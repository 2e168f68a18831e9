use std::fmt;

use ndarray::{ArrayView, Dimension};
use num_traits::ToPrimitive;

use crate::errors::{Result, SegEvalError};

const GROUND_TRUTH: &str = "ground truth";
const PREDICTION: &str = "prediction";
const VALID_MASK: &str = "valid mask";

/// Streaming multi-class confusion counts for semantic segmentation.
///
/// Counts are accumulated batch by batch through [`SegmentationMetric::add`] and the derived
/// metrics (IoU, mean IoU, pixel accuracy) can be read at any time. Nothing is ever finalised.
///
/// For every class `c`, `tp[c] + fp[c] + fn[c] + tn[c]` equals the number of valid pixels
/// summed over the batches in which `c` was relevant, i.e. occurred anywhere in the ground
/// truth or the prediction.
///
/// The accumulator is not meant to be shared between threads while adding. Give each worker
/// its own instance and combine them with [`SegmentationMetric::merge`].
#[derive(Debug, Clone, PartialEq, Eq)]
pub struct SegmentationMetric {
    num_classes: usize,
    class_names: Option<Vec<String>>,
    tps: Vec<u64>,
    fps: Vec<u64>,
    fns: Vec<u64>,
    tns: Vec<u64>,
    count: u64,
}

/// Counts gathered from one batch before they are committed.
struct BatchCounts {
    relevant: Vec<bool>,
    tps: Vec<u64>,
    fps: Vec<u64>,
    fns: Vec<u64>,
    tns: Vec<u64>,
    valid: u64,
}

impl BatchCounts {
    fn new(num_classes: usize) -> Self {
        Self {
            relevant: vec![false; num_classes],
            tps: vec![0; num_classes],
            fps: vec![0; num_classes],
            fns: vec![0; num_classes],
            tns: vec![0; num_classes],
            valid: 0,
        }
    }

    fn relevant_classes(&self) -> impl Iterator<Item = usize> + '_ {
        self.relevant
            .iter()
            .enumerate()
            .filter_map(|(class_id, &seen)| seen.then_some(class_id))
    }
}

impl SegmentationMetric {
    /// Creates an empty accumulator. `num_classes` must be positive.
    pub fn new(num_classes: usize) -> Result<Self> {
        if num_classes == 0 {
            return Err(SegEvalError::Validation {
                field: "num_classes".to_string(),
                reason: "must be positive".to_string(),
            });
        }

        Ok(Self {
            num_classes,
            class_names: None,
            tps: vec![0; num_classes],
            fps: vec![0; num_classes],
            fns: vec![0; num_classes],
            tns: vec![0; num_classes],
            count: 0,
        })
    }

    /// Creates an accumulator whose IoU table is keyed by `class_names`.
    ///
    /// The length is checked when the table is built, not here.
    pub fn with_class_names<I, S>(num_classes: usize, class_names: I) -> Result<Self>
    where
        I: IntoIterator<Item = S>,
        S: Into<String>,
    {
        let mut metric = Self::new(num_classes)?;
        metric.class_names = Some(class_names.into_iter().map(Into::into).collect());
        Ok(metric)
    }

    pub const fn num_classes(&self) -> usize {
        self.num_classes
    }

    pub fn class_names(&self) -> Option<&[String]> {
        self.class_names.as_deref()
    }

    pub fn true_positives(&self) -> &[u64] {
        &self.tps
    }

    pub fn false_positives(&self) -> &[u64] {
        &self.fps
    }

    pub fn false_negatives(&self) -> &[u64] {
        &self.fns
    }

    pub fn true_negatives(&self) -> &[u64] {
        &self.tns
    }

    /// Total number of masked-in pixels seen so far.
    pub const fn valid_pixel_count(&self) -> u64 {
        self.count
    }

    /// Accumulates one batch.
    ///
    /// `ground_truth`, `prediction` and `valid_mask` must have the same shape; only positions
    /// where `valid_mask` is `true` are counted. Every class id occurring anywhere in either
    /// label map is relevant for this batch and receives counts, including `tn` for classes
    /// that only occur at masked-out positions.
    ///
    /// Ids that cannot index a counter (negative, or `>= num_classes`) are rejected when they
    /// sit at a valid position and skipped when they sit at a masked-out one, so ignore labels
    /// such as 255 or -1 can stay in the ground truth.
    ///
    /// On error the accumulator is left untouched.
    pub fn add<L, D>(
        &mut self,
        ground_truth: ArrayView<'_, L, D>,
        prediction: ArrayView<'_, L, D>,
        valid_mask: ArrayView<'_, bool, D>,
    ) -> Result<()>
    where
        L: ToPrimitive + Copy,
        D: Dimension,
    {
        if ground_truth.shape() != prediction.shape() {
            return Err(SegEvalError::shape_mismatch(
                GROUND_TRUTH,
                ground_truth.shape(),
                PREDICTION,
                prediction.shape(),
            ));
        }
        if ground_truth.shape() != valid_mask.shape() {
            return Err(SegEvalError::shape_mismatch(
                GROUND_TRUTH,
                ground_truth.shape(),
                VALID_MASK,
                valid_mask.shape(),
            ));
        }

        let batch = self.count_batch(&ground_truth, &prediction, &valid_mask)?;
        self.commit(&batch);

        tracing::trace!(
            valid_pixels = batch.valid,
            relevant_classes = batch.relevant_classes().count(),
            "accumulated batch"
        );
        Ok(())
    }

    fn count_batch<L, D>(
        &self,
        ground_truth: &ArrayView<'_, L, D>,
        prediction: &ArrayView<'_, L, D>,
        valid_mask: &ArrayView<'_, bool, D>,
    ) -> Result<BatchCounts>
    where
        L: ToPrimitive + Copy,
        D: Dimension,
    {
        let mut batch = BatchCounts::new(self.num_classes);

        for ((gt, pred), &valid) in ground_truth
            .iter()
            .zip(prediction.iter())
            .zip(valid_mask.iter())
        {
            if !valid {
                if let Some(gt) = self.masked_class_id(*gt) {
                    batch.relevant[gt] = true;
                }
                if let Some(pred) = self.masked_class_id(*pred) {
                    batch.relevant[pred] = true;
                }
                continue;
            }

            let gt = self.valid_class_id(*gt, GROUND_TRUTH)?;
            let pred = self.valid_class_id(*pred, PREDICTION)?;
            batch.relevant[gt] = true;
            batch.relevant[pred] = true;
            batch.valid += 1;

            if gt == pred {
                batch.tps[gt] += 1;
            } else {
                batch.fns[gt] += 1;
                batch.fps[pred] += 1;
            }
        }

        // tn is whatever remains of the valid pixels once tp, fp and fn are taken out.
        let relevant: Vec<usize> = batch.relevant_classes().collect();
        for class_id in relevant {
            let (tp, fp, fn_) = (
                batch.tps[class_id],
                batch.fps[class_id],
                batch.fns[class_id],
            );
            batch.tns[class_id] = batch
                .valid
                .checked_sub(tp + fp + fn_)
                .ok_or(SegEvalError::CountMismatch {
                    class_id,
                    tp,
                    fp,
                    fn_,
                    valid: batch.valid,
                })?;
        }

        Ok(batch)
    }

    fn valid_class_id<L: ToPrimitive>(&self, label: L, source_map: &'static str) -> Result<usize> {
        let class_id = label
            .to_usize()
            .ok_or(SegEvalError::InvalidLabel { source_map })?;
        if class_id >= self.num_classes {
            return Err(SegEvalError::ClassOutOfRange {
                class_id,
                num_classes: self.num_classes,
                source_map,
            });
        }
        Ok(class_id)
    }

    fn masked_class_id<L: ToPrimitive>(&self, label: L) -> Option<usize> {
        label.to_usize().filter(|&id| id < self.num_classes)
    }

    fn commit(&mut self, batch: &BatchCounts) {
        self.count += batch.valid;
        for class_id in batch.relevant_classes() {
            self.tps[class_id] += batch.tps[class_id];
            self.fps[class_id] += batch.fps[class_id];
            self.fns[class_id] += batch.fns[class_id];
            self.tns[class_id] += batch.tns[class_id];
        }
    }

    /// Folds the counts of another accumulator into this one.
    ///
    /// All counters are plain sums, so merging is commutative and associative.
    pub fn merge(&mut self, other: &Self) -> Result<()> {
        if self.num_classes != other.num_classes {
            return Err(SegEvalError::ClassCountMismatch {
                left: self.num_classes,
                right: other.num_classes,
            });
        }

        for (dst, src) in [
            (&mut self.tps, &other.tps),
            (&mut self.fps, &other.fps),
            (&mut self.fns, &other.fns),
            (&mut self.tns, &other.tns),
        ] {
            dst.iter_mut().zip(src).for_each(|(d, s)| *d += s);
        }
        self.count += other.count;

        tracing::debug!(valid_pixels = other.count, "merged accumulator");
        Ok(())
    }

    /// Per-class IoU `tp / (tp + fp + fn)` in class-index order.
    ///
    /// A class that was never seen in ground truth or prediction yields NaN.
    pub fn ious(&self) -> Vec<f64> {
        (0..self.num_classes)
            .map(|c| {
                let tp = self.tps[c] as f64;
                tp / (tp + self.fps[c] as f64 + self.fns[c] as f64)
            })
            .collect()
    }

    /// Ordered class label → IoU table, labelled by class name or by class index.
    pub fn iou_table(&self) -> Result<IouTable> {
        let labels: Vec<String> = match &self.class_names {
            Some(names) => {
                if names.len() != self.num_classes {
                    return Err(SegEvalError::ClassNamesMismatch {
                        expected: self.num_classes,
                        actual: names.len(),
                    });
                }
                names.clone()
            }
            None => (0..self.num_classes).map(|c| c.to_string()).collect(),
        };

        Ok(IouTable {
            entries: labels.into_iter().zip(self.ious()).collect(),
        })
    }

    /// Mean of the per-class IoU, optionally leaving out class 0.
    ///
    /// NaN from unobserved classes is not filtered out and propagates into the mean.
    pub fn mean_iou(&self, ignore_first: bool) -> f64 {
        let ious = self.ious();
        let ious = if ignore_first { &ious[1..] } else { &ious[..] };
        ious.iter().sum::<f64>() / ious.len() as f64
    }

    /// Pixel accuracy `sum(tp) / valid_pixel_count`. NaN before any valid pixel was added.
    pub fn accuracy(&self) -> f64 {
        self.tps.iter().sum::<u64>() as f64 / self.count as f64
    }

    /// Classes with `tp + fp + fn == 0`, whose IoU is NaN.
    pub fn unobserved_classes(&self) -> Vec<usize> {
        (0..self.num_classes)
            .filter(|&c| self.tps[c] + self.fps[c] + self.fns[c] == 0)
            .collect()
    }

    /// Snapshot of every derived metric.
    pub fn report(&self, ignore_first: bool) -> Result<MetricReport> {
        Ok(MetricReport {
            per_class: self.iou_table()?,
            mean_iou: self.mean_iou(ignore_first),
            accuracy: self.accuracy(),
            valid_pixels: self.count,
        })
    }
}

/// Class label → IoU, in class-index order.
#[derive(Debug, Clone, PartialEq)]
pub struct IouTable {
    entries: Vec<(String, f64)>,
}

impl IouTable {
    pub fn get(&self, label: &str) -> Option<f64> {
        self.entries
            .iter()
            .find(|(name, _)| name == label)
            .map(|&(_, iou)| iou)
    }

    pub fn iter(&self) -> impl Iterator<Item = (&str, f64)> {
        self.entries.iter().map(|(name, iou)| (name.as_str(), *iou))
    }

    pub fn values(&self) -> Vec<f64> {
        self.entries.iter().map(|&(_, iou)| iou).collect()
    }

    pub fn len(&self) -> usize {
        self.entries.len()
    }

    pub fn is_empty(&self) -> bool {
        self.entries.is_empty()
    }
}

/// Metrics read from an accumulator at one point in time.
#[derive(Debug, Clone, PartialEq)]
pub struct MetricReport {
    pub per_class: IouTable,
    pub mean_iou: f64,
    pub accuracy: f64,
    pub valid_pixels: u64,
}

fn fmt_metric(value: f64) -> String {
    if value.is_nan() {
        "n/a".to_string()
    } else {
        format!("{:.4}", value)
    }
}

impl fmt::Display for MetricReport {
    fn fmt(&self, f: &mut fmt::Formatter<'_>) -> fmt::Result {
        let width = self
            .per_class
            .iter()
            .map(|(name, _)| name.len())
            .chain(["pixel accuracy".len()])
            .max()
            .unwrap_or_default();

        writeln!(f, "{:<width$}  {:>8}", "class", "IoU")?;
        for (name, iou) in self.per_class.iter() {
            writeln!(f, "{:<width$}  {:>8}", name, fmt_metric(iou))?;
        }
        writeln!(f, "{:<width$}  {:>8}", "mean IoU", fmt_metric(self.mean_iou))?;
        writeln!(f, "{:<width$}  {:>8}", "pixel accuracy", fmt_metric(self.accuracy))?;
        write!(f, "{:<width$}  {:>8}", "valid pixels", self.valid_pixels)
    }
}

...

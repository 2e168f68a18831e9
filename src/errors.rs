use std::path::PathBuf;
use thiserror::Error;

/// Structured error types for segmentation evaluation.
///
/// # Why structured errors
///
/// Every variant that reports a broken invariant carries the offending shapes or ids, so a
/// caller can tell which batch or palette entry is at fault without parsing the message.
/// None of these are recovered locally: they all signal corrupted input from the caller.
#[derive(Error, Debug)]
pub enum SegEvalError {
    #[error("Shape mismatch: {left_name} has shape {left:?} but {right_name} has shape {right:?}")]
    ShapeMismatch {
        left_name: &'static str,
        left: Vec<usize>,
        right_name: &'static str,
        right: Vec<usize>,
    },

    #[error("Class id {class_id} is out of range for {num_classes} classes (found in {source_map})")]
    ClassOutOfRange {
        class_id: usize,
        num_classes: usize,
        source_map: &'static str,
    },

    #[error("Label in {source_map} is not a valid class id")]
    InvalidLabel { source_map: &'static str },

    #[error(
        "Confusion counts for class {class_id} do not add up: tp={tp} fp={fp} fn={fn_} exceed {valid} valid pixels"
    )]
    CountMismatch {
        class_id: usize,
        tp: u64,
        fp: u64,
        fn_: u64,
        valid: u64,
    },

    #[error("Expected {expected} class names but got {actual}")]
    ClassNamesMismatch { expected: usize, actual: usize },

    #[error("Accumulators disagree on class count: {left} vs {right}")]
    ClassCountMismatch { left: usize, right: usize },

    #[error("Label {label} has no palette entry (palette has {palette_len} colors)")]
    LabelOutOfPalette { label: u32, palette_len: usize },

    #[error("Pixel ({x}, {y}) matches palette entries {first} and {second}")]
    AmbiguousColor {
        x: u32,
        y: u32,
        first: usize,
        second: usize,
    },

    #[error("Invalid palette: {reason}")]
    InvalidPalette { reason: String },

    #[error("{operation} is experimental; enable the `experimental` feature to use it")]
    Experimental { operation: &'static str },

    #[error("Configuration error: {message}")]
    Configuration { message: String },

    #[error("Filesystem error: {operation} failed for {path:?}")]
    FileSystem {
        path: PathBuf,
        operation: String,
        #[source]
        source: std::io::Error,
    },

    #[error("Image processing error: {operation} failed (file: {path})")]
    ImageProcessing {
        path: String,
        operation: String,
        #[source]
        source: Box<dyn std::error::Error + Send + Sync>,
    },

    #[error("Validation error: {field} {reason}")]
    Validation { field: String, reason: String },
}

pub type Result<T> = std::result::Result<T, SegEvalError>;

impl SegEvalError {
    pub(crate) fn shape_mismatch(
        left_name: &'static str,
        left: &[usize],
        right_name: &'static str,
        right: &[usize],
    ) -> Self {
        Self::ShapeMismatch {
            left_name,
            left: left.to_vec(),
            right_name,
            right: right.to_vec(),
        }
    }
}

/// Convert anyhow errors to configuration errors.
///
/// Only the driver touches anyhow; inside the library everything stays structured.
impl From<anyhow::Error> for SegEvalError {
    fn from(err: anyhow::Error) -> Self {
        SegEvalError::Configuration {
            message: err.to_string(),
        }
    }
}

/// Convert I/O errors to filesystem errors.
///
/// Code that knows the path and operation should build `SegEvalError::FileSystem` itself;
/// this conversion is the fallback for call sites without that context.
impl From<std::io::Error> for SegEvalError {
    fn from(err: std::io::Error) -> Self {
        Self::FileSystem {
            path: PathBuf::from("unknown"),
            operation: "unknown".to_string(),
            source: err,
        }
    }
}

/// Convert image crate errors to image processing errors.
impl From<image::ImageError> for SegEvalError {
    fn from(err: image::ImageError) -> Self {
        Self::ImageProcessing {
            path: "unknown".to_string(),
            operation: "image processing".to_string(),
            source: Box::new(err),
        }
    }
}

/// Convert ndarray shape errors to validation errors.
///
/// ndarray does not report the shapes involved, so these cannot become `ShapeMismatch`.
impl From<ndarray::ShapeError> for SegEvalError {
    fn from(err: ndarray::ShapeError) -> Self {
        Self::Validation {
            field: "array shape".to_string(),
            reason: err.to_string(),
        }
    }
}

DESCRIPTION OF THE TASK: Go through the records above and, whenever a line includes the word "caller", copy it.

YOUR SOLUTION:
/// caller can tell which batch or palette entry is at fault without parsing the message.
/// None of these are recovered locally: they all signal corrupted input from the caller.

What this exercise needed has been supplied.